• **PROBLEM DETAILS**: Your answer should be the entire listing, printed exactly.

• **DATA SHOWN**:

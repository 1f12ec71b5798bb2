#![allow(dead_code, clippy::expect_used, clippy::unwrap_used, clippy::panic)]

use std::collections::HashMap;
use std::path::PathBuf;
use std::sync::{Arc, Mutex};
use vimhelp::ports::PortFuture;
use vimhelp::{
    BotConfig, HelpSearch, IncomingMessage, Listener, PluginRepository, ResponseSink,
    UpdateInfo, VimHelpBot, VimHelpError,
};

pub const HASH_A: &str = "0123456789012345678901234567890123456789";
pub const HASH_B: &str = "5678901234567890123456789012345678901234";

#[derive(Debug, Clone, PartialEq, Eq)]
pub enum Sent {
    Send(String),
    Reply(String),
}

#[derive(Default)]
pub struct RecordingSink {
    sent: Mutex<Vec<Sent>>,
}

impl RecordingSink {
    pub fn sent(&self) -> Vec<Sent> {
        self.sent.lock().expect("lock").clone()
    }

    pub fn texts(&self) -> Vec<String> {
        self.sent()
            .into_iter()
            .map(|sent| match sent {
                Sent::Send(text) | Sent::Reply(text) => text,
            })
            .collect()
    }

    pub fn sorted_texts(&self) -> Vec<String> {
        let mut texts = self.texts();
        texts.sort();
        texts
    }
}

impl ResponseSink for RecordingSink {
    fn send(&self, text: String) {
        self.sent.lock().expect("lock").push(Sent::Send(text));
    }

    fn reply(&self, text: String) {
        self.sent.lock().expect("lock").push(Sent::Reply(text));
    }
}

#[derive(Clone)]
enum Answer {
    Text(&'static str),
    Exec(&'static str),
    Message(&'static str),
    Unknown,
}

/// Help engine answering from a fixed table of subjects.
pub struct FakeHelp {
    answers: HashMap<&'static str, Answer>,
    queries: Mutex<Vec<String>>,
}

impl FakeHelp {
    pub fn standard() -> Self {
        let answers = HashMap::from([
            ("help", Answer::Text("*help*")),
            ("options", Answer::Text("*options*")),
            (
                "not-existing",
                Answer::Exec("E149: Sorry, no help for not-existing"),
            ),
            ("other-error", Answer::Message("Other Error")),
            ("unknown-error", Answer::Unknown),
        ]);
        Self {
            answers,
            queries: Mutex::new(Vec::new()),
        }
    }

    pub fn queries(&self) -> Vec<String> {
        self.queries.lock().expect("lock").clone()
    }
}

impl HelpSearch for FakeHelp {
    fn search<'a>(&'a self, query: &'a str) -> PortFuture<'a, String> {
        Box::pin(async move {
            self.queries.lock().expect("lock").push(query.to_string());
            match self.answers.get(query).cloned() {
                Some(Answer::Text(text)) => Ok(text.to_string()),
                Some(Answer::Exec(text)) => Err(VimHelpError::exec(Some(1), "", text)),
                Some(Answer::Message(text)) => Err(VimHelpError::message(text)),
                Some(Answer::Unknown) => Err(VimHelpError::Unknown),
                None => Err(VimHelpError::exec(
                    Some(1),
                    "",
                    format!("E149: Sorry, no help for {query}"),
                )),
            }
        })
    }
}

/// Plugin repository keyed on plugin names: `failure` fails every verb,
/// `updated` moves from `HASH_A` to `HASH_B`, everything else succeeds.
#[derive(Default)]
pub struct FakePlugins {
    installed: Vec<String>,
    calls: Mutex<Vec<String>>,
}

impl FakePlugins {
    pub fn with_installed(names: &[&str]) -> Self {
        Self {
            installed: names.iter().map(ToString::to_string).collect(),
            calls: Mutex::new(Vec::new()),
        }
    }

    pub fn calls(&self) -> Vec<String> {
        let mut calls = self.calls.lock().expect("lock").clone();
        calls.sort();
        calls
    }

    fn record(&self, call: String) {
        self.calls.lock().expect("lock").push(call);
    }
}

impl PluginRepository for FakePlugins {
    fn install<'a>(&'a self, name: &'a str) -> PortFuture<'a, String> {
        Box::pin(async move {
            self.record(format!("install {name}"));
            match name {
                "failure" => Err(VimHelpError::exec(Some(128), "", "ERROR")),
                _ => Ok(HASH_A.to_string()),
            }
        })
    }

    fn uninstall<'a>(&'a self, name: &'a str) -> PortFuture<'a, PathBuf> {
        Box::pin(async move {
            self.record(format!("uninstall {name}"));
            match name {
                "failure" => Err(VimHelpError::message("Plugin is not installed: failure")),
                _ => Ok(PathBuf::from(format!("/plugins/{name}"))),
            }
        })
    }

    fn update<'a>(&'a self, name: &'a str) -> PortFuture<'a, UpdateInfo> {
        Box::pin(async move {
            self.record(format!("update {name}"));
            match name {
                "failure" => Err(VimHelpError::exec(Some(1), "", "ERROR")),
                "updated" => Ok(UpdateInfo::new(name, "/plugins/updated", HASH_A, HASH_B)),
                _ => Ok(UpdateInfo::new(name, format!("/plugins/{name}"), HASH_A, HASH_A)),
            }
        })
    }

    fn plugin_names(&self) -> Vec<String> {
        self.installed.clone()
    }
}

pub struct BotHarness {
    pub bot: VimHelpBot,
    pub help: Arc<FakeHelp>,
    pub plugins: Option<Arc<FakePlugins>>,
}

impl BotHarness {
    pub fn new(config: &BotConfig, plugins: Option<FakePlugins>) -> Self {
        let help = Arc::new(FakeHelp::standard());
        let plugins = plugins.map(Arc::new);
        let bot = VimHelpBot::new(
            config,
            help.clone(),
            plugins
                .clone()
                .map(|plugins| plugins as Arc<dyn PluginRepository>),
        )
        .expect("bot");
        Self { bot, help, plugins }
    }

    pub fn with_plugins(installed: &[&str]) -> Self {
        Self::new(&BotConfig::default(), Some(FakePlugins::with_installed(installed)))
    }

    pub async fn say(&self, text: &str) -> (RecordingSink, Vec<Listener>) {
        self.say_as("bob", text).await
    }

    pub async fn say_as(&self, user: &str, text: &str) -> (RecordingSink, Vec<Listener>) {
        let sink = RecordingSink::default();
        let fired = self.bot.handle(&IncomingMessage::new(user, text), &sink).await;
        (sink, fired)
    }

    pub fn plugin_calls(&self) -> Vec<String> {
        self.plugins
            .as_ref()
            .map(|plugins| plugins.calls())
            .unwrap_or_default()
    }
}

• **THE COMPLETED TASK**:
repository 1f12ec71b5798bb2
#![allow(dead_code, clippy::expect_used, clippy::unwrap_used, clippy::panic)]

use std::collections::HashMap;
use std::path::PathBuf;
use std::sync::{Arc, Mutex};
use vimhelp::ports::PortFuture;
use vimhelp::{
    BotConfig, HelpSearch, IncomingMessage, Listener, PluginRepository, ResponseSink,
    UpdateInfo, VimHelpBot, VimHelpError,
};

pub const HASH_A: &str = "0123456789012345678901234567890123456789";
pub const HASH_B: &str = "5678901234567890123456789012345678901234";

#[derive(Debug, Clone, PartialEq, Eq)]
pub enum Sent {
    Send(String),
    Reply(String),
}

#[derive(Default)]
pub struct RecordingSink {
    sent: Mutex<Vec<Sent>>,
}

impl RecordingSink {
    pub fn sent(&self) -> Vec<Sent> {
        self.sent.lock().expect("lock").clone()
    }

    pub fn texts(&self) -> Vec<String> {
        self.sent()
            .into_iter()
            .map(|sent| match sent {
                Sent::Send(text) | Sent::Reply(text) => text,
            })
            .collect()
    }

    pub fn sorted_texts(&self) -> Vec<String> {
        let mut texts = self.texts();
        texts.sort();
        texts
    }
}

impl ResponseSink for RecordingSink {
    fn send(&self, text: String) {
        self.sent.lock().expect("lock").push(Sent::Send(text));
    }

    fn reply(&self, text: String) {
        self.sent.lock().expect("lock").push(Sent::Reply(text));
    }
}

#[derive(Clone)]
enum Answer {
    Text(&'static str),
    Exec(&'static str),
    Message(&'static str),
    Unknown,
}

/// Help engine answering from a fixed table of subjects.
pub struct FakeHelp {
    answers: HashMap<&'static str, Answer>,
    queries: Mutex<Vec<String>>,
}

impl FakeHelp {
    pub fn standard() -> Self {
        let answers = HashMap::from([
            ("help", Answer::Text("*help*")),
            ("options", Answer::Text("*options*")),
            (
                "not-existing",
                Answer::Exec("E149: Sorry, no help for not-existing"),
            ),
            ("other-error", Answer::Message("Other Error")),
            ("unknown-error", Answer::Unknown),
        ]);
        Self {
            answers,
            queries: Mutex::new(Vec::new()),
        }
    }

    pub fn queries(&self) -> Vec<String> {
        self.queries.lock().expect("lock").clone()
    }
}

impl HelpSearch for FakeHelp {
    fn search<'a>(&'a self, query: &'a str) -> PortFuture<'a, String> {
        Box::pin(async move {
            self.queries.lock().expect("lock").push(query.to_string());
            match self.answers.get(query).cloned() {
                Some(Answer::Text(text)) => Ok(text.to_string()),
                Some(Answer::Exec(text)) => Err(VimHelpError::exec(Some(1), "", text)),
                Some(Answer::Message(text)) => Err(VimHelpError::message(text)),
                Some(Answer::Unknown) => Err(VimHelpError::Unknown),
                None => Err(VimHelpError::exec(
                    Some(1),
                    "",
                    format!("E149: Sorry, no help for {query}"),
                )),
            }
        })
    }
}

/// Plugin repository keyed on plugin names: `failure` fails every verb,
/// `updated` moves from `HASH_A` to `HASH_B`, everything else succeeds.
#[derive(Default)]
pub struct FakePlugins {
    installed: Vec<String>,
    calls: Mutex<Vec<String>>,
}

impl FakePlugins {
    pub fn with_installed(names: &[&str]) -> Self {
        Self {
            installed: names.iter().map(ToString::to_string).collect(),
            calls: Mutex::new(Vec::new()),
        }
    }

    pub fn calls(&self) -> Vec<String> {
        let mut calls = self.calls.lock().expect("lock").clone();
        calls.sort();
        calls
    }

    fn record(&self, call: String) {
        self.calls.lock().expect("lock").push(call);
    }
}

impl PluginRepository for FakePlugins {
    fn install<'a>(&'a self, name: &'a str) -> PortFuture<'a, String> {
        Box::pin(async move {
            self.record(format!("install {name}"));
            match name {
                "failure" => Err(VimHelpError::exec(Some(128), "", "ERROR")),
                _ => Ok(HASH_A.to_string()),
            }
        })
    }

    fn uninstall<'a>(&'a self, name: &'a str) -> PortFuture<'a, PathBuf> {
        Box::pin(async move {
            self.record(format!("uninstall {name}"));
            match name {
                "failure" => Err(VimHelpError::message("Plugin is not installed: failure")),
                _ => Ok(PathBuf::from(format!("/plugins/{name}"))),
            }
        })
    }

    fn update<'a>(&'a self, name: &'a str) -> PortFuture<'a, UpdateInfo> {
        Box::pin(async move {
            self.record(format!("update {name}"));
            match name {
                "failure" => Err(VimHelpError::exec(Some(1), "", "ERROR")),
                "updated" => Ok(UpdateInfo::new(name, "/plugins/updated", HASH_A, HASH_B)),
                _ => Ok(UpdateInfo::new(name, format!("/plugins/{name}"), HASH_A, HASH_A)),
            }
        })
    }

    fn plugin_names(&self) -> Vec<String> {
        self.installed.clone()
    }
}

pub struct BotHarness {
    pub bot: VimHelpBot,
    pub help: Arc<FakeHelp>,
    pub plugins: Option<Arc<FakePlugins>>,
}

impl BotHarness {
    pub fn new(config: &BotConfig, plugins: Option<FakePlugins>) -> Self {
        let help = Arc::new(FakeHelp::standard());
        let plugins = plugins.map(Arc::new);
        let bot = VimHelpBot::new(
            config,
            help.clone(),
            plugins
                .clone()
                .map(|plugins| plugins as Arc<dyn PluginRepository>),
        )
        .expect("bot");
        Self { bot, help, plugins }
    }

    pub fn with_plugins(installed: &[&str]) -> Self {
        Self::new(&BotConfig::default(), Some(FakePlugins::with_installed(installed)))
    }

    pub async fn say(&self, text: &str) -> (RecordingSink, Vec<Listener>) {
        self.say_as("bob", text).await
    }

    pub async fn say_as(&self, user: &str, text: &str) -> (RecordingSink, Vec<Listener>) {
        let sink = RecordingSink::default();
        let fired = self.bot.handle(&IncomingMessage::new(user, text), &sink).await;
        (sink, fired)
    }

    pub fn plugin_calls(&self) -> Vec<String> {
        self.plugins
            .as_ref()
            .map(|plugins| plugins.calls())
            .unwrap_or_default()
    }
}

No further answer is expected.